Patients and Methods: 34 patients (23 male and 11 female) were enrolled. Lenalidomide was given orally 25 mg daily on days 1–21 of a 28-day cycle. Dexamethasone was given orally at a dose of 40 mg daily on days 1–4, 9–12, 17–20 of each cycle. Patients were allowed to go off treatment after 4 cycles of therapy to pursue stem cell transplantation, but treatment beyond four cycles was permitted at the physician’s discretion. For patients continuing therapy beyond 4 months, the dose of dexamethasone was reduced to 40 mg on days 1–4 of each cycle. Objective response was defined as a decrease in serum monoclonal (M) protein by 50% or greater and a decrease in urine M protein by at least 90% or to a level less than 200 mg/24 hours, confirmed by two consecutive determinations at least 4 weeks apart. Sub-classification as very good partial response (VGPR) required in addition to criteria for partial response, >=90% reduction in serum M protein, 24 hour urine M protein less than or equal to 100 mg, and 5% or fewer plasma cells on bone marrow examination. All patients received aspirin (81 mg or 325 mg daily) as prophylaxis against DVT.
Results: The median age was 64 years (range, 32–78). All patients were evaluable for response and toxicity. Thirty-one of 34 patients (91%) achieved an objective response to therapy, including 2 patients (6%) achieving a complete response (CR) and 11 patients (32%) achieving very good partial response. Of the 3 patients not achieving an objective response, two met criteria for minor response and one had stable disease. Responses were rapid; the median time to response was 1 month. Adequate stem cells (>3.0 million CD34 cells/kg body weight) were obtained in all patients who proceeded to autologous stem cell transplantation.
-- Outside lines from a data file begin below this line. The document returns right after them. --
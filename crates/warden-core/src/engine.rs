//! Engine façade: observer registration, usage events, timer routing

use std::collections::HashMap;
use std::io;
use std::sync::{Arc, Mutex, Weak};

use tracing::{debug, info};
use warden_util::{Clock, EntityId, ObserverId, Result, SystemClock, Uid, UserId, WardenError};

use crate::config::EngineConfig;
use crate::group::{GroupId, GroupKind, GroupVariant, UsageGroup};
use crate::notify::{CallbackToken, LimitNotifier};
use crate::observer::ObserverTable;
use crate::timer::{TimerKind, TimerMsg, TimerService};
use crate::user::UserState;

/// All mutable engine state, guarded by one lock.
#[derive(Default)]
struct EngineState {
    users: HashMap<UserId, UserState>,
    observers: HashMap<Uid, ObserverTable>,
}

/// Tracks cumulative foreground time of named entities per user and
/// fires notifications when an observer's budget runs out or when a
/// usage session ends.
///
/// The engine must be told when an entity enters the foreground
/// ([`Self::note_usage_start`]) and when it leaves
/// ([`Self::note_usage_stop`]). All public operations serialize on one
/// internal lock; deferred work runs on a dedicated timer thread that
/// re-validates state under the same lock before acting, so a firing
/// that races a removal is a no-op.
pub struct LimitEngine {
    state: Mutex<EngineState>,
    timers: TimerService,
    clock: Arc<dyn Clock>,
    notifier: Arc<dyn LimitNotifier>,
    config: EngineConfig,
}

impl LimitEngine {
    /// Engine on the system clock with default limits.
    pub fn new(notifier: Arc<dyn LimitNotifier>) -> Arc<Self> {
        Self::with_clock(Arc::new(SystemClock::new()), notifier, EngineConfig::default())
    }

    /// Engine on an injected clock and configuration.
    pub fn with_clock(
        clock: Arc<dyn Clock>,
        notifier: Arc<dyn LimitNotifier>,
        config: EngineConfig,
    ) -> Arc<Self> {
        Self::build(clock, notifier, config, true)
    }

    /// Engine whose timers are pumped explicitly; used by tests.
    #[cfg(test)]
    pub(crate) fn new_manual(
        clock: Arc<dyn Clock>,
        notifier: Arc<dyn LimitNotifier>,
        config: EngineConfig,
    ) -> Arc<Self> {
        Self::build(clock, notifier, config, false)
    }

    fn build(
        clock: Arc<dyn Clock>,
        notifier: Arc<dyn LimitNotifier>,
        config: EngineConfig,
        threaded: bool,
    ) -> Arc<Self> {
        Arc::new_cyclic(|weak: &Weak<LimitEngine>| {
            // The dispatch closure holds a weak handle so pending timers
            // never keep a dropped engine alive.
            let dispatch = {
                let weak = weak.clone();
                Box::new(move |msg: TimerMsg| {
                    if let Some(engine) = weak.upgrade() {
                        engine.handle_timer(msg);
                    }
                })
            };
            let timers = if threaded {
                TimerService::spawn(clock.clone(), dispatch)
            } else {
                TimerService::manual(clock.clone(), dispatch)
            };
            Self {
                state: Mutex::new(EngineState::default()),
                timers,
                clock,
                notifier,
                config,
            }
        })
    }

    /// Registers an app usage observer watching `observed` against
    /// `time_limit_ms`. An existing app observer with the same id for
    /// this uid is replaced.
    pub fn add_app_usage_observer(
        &self,
        uid: Uid,
        observer_id: ObserverId,
        observed: &[EntityId],
        time_limit_ms: u64,
        callback: CallbackToken,
        user_id: UserId,
    ) -> Result<()> {
        self.add_observer(
            uid,
            observer_id,
            observed,
            time_limit_ms,
            user_id,
            GroupKind::App,
            |id, observed| UsageGroup::new_app(id, observed, time_limit_ms, callback),
        )
    }

    /// Removes an app usage observer. No-op if absent.
    pub fn remove_app_usage_observer(&self, uid: Uid, observer_id: ObserverId, user_id: UserId) {
        self.remove_observer(uid, observer_id, GroupKind::App, user_id);
    }

    /// Registers a usage session observer. On top of the limit budget it
    /// tracks session boundaries: once usage past the limit goes idle
    /// for longer than `new_session_threshold_ms`, the session-end
    /// notification fires, and the next activation after such a gap
    /// starts a fresh session. An existing session observer with the
    /// same id for this uid is replaced.
    #[allow(clippy::too_many_arguments)]
    pub fn add_usage_session_observer(
        &self,
        uid: Uid,
        observer_id: ObserverId,
        observed: &[EntityId],
        time_limit_ms: u64,
        new_session_threshold_ms: u64,
        limit_callback: CallbackToken,
        session_end_callback: CallbackToken,
        user_id: UserId,
    ) -> Result<()> {
        self.add_observer(
            uid,
            observer_id,
            observed,
            time_limit_ms,
            user_id,
            GroupKind::Session,
            |id, observed| {
                UsageGroup::new_session(
                    id,
                    observed,
                    time_limit_ms,
                    limit_callback,
                    new_session_threshold_ms,
                    session_end_callback,
                )
            },
        )
    }

    /// Removes a usage session observer. No-op if absent.
    pub fn remove_usage_session_observer(&self, uid: Uid, observer_id: ObserverId, user_id: UserId) {
        self.remove_observer(uid, observer_id, GroupKind::Session, user_id);
    }

    fn add_observer(
        &self,
        uid: Uid,
        observer_id: ObserverId,
        observed: &[EntityId],
        time_limit_ms: u64,
        user_id: UserId,
        kind: GroupKind,
        build: impl FnOnce(GroupId, Vec<EntityId>) -> UsageGroup,
    ) -> Result<()> {
        if time_limit_ms < self.config.min_time_limit_ms {
            return Err(WardenError::invalid_argument(format!(
                "time limit {time_limit_ms}ms is below the minimum {}ms",
                self.config.min_time_limit_ms
            )));
        }
        if observed.is_empty() {
            return Err(WardenError::invalid_argument(
                "observed entity list is empty",
            ));
        }

        let mut state = self.state.lock().unwrap();
        let state = &mut *state;

        // Replace an existing registration under the same id first so it
        // does not count against the quota.
        if let Some(existing) = state
            .observers
            .get(&uid)
            .and_then(|t| t.occupant(kind, observer_id))
        {
            remove_group(state, existing, &self.timers);
            debug!(%uid, %observer_id, "replacing existing observer registration");
        }

        let registered = state.observers.get(&uid).map_or(0, |t| t.len(kind));
        if registered >= self.config.max_observers_per_uid {
            return Err(WardenError::quota_exceeded(format!(
                "uid {uid} already has {registered} observers registered"
            )));
        }

        let id = GroupId {
            user_id,
            uid,
            observer_id,
            kind,
        };
        let now_ms = self.clock.now_ms();
        let user = state
            .users
            .entry(user_id)
            .or_insert_with(|| UserState::new(user_id));
        let mut group = build(id, observed.to_vec());
        user.add_group(id, &group.observed);

        // Kick off accounting for observed entities that are already
        // active: one start per match, mirroring the per-entity starts
        // the group would have seen had it been registered earlier.
        for i in 0..group.observed.len() {
            if user.is_active(group.observed[i].as_str()) {
                group.note_usage_start(now_ms, now_ms, &self.timers);
            }
        }

        state
            .observers
            .entry(uid)
            .or_insert_with(|| ObserverTable::new(uid))
            .insert(group);

        info!(%uid, %observer_id, %user_id, time_limit_ms, kind = ?kind, "observer registered");
        Ok(())
    }

    fn remove_observer(&self, uid: Uid, observer_id: ObserverId, kind: GroupKind, user_id: UserId) {
        let mut state = self.state.lock().unwrap();
        let state = &mut *state;
        let Some(existing) = state
            .observers
            .get(&uid)
            .and_then(|t| t.occupant(kind, observer_id))
        else {
            return;
        };
        remove_group(state, existing, &self.timers);
        debug!(%uid, %observer_id, %user_id, kind = ?kind, "observer removed");
    }

    /// Records that `name` entered the foreground for `user_id`.
    pub fn note_usage_start(&self, name: &EntityId, user_id: UserId) -> Result<()> {
        let mut state = self.state.lock().unwrap();
        let state = &mut *state;
        let user = state
            .users
            .entry(user_id)
            .or_insert_with(|| UserState::new(user_id));
        if user.is_active(name.as_str()) {
            return Err(WardenError::state_conflict(format!(
                "unable to start usage for {name}, already in use"
            )));
        }
        let now_ms = self.clock.now_ms();
        debug!(%name, %user_id, "usage entity became active");
        for id in user.mark_active(name) {
            if let Some(group) = group_mut(&mut state.observers, id) {
                group.note_usage_start(now_ms, now_ms, &self.timers);
            }
        }
        Ok(())
    }

    /// Records that `name` left the foreground for `user_id`.
    pub fn note_usage_stop(&self, name: &EntityId, user_id: UserId) -> Result<()> {
        let mut state = self.state.lock().unwrap();
        let state = &mut *state;
        let user = state
            .users
            .entry(user_id)
            .or_insert_with(|| UserState::new(user_id));
        if !user.is_active(name.as_str()) {
            return Err(WardenError::state_conflict(format!(
                "unable to stop usage for {name}, not in use"
            )));
        }
        let now_ms = self.clock.now_ms();
        debug!(%name, %user_id, "usage entity became inactive");
        for id in user.mark_inactive(name) {
            if let Some(group) = group_mut(&mut state.observers, id) {
                group.note_usage_stop(now_ms, &self.timers);
            }
        }
        Ok(())
    }

    /// Drops per-user state when a user is removed. Observer
    /// registrations made by that user's clients survive; any of their
    /// timers still in flight resolve against current state and no-op.
    pub fn on_user_removed(&self, user_id: UserId) {
        let mut state = self.state.lock().unwrap();
        // TODO: cancel pending timers for this user's groups so a firing
        // cannot observe a user re-created under the same id.
        if state.users.remove(&user_id).is_some() {
            info!(%user_id, "user state dropped");
        }
    }

    /// Writes a diagnostic snapshot of all users and observer tables.
    pub fn dump(&self, w: &mut dyn io::Write) -> io::Result<()> {
        let state = self.state.lock().unwrap();
        writeln!(w, "usage limits:")?;

        let mut user_ids: Vec<_> = state.users.keys().copied().collect();
        user_ids.sort_unstable();
        for user_id in user_ids {
            state.users[&user_id].dump(w)?;
        }

        let mut uids: Vec<_> = state.observers.keys().copied().collect();
        uids.sort_unstable();
        for uid in uids {
            state.observers[&uid].dump(w)?;
        }
        Ok(())
    }

    fn handle_timer(&self, msg: TimerMsg) {
        match msg.kind {
            TimerKind::CheckTimeout => self.handle_check_timeout(msg.group),
            TimerKind::LimitReached => self.handle_limit_reached(msg.group),
            TimerKind::SessionEnd => self.handle_session_end(msg.group),
        }
    }

    fn handle_check_timeout(&self, id: GroupId) {
        let mut state = self.state.lock().unwrap();
        let state = &mut *state;
        let Some(group) = group_mut(&mut state.observers, id) else {
            return;
        };
        let Some(user) = state.users.get(&id.user_id) else {
            return;
        };
        let any_observed_active = user.is_any_active(&group.observed);
        group.check_timeout(self.clock.now_ms(), any_observed_active, &self.timers);
    }

    fn handle_limit_reached(&self, id: GroupId) {
        let mut state = self.state.lock().unwrap();
        let state = &mut *state;
        let Some(group) = group_mut(&mut state.observers, id) else {
            return;
        };
        if state.users.contains_key(&id.user_id) {
            info!(
                observer_id = %id.observer_id,
                user_id = %id.user_id,
                time_limit_ms = group.time_limit_ms,
                time_elapsed_ms = group.usage_time_ms,
                "usage limit reached"
            );
            self.notifier.on_limit_reached(
                id.observer_id,
                id.user_id,
                group.time_limit_ms,
                group.usage_time_ms,
                &group.limit_callback,
            );
        }
        if id.kind == GroupKind::App {
            // App observers fire once; unregister after informing.
            remove_group(state, id, &self.timers);
        }
    }

    fn handle_session_end(&self, id: GroupId) {
        let mut state = self.state.lock().unwrap();
        let state = &mut *state;
        let Some(group) = group_mut(&mut state.observers, id) else {
            return;
        };
        if !state.users.contains_key(&id.user_id) {
            return;
        }
        let GroupVariant::Session { end_callback, .. } = &group.variant else {
            return;
        };
        info!(
            observer_id = %id.observer_id,
            user_id = %id.user_id,
            time_elapsed_ms = group.usage_time_ms,
            "session ended"
        );
        self.notifier
            .on_session_end(id.observer_id, id.user_id, group.usage_time_ms, end_callback);
    }
}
Forty-seven percent of patients experienced grade 3 or higher non-hematologic toxicity, most commonly fatigue (15%), muscle weakness (6%), anxiety (6%), pneumonitis (6%) and rash (6%). One patient died on study, and this was attributed to infection unrelated to therapy; the patient had stopped all therapy for over a month before the fatal infection occurred. One patient developed a pulmonary embolism, but recovered with therapy; no other patient developed deep vein thrombosis or pulmonary embolism.
Conclusion: Rev/Dex is highly active and well tolerated in the treatment of newly diagnosed multiple myeloma with overall responses in over 90% of patients including complete and very good partial responses in 38%. Two large cooperative group trials are currently testing Rev/Dex as initial therapy for multiple myeloma in the United States.